* _WHAT IS BEING ASKED_
Please repeat only the stretch of records running from the first line through the line that contains "SAFETY: pipe2 syscall".
START RECORDS TO USE
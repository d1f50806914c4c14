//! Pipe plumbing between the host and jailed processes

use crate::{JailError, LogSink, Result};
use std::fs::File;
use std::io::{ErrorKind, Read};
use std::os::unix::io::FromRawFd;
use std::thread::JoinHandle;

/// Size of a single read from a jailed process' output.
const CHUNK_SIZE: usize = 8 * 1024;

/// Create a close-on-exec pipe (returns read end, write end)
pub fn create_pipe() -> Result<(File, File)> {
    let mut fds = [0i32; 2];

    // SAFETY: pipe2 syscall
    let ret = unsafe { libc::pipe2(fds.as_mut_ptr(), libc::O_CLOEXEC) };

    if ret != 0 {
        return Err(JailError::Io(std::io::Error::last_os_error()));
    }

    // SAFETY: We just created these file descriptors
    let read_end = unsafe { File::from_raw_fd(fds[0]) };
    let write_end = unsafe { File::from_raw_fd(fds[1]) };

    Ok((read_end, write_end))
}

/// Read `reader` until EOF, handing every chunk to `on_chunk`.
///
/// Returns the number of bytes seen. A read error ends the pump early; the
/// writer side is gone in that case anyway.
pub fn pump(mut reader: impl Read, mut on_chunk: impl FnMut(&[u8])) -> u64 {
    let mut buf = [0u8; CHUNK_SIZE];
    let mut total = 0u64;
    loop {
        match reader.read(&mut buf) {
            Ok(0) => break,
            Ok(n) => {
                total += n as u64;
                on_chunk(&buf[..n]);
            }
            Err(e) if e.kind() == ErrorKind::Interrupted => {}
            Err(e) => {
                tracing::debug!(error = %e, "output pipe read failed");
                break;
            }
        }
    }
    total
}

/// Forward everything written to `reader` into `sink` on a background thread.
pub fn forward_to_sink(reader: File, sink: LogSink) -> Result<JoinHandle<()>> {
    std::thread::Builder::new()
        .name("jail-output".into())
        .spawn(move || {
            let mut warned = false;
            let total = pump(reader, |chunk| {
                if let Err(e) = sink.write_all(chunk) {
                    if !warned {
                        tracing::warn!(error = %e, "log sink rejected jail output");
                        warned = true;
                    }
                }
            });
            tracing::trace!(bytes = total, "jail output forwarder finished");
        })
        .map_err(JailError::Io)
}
END RECORDS TO USE
* _TASK ANSWER_
repository d1f50806914c4c14
//! Pipe plumbing between the host and jailed processes

use crate::{JailError, LogSink, Result};
use std::fs::File;
use std::io::{ErrorKind, Read};
use std::os::unix::io::FromRawFd;
use std::thread::JoinHandle;

/// Size of a single read from a jailed process' output.
const CHUNK_SIZE: usize = 8 * 1024;

/// Create a close-on-exec pipe (returns read end, write end)
pub fn create_pipe() -> Result<(File, File)> {
    let mut fds = [0i32; 2];

    // SAFETY: pipe2 syscall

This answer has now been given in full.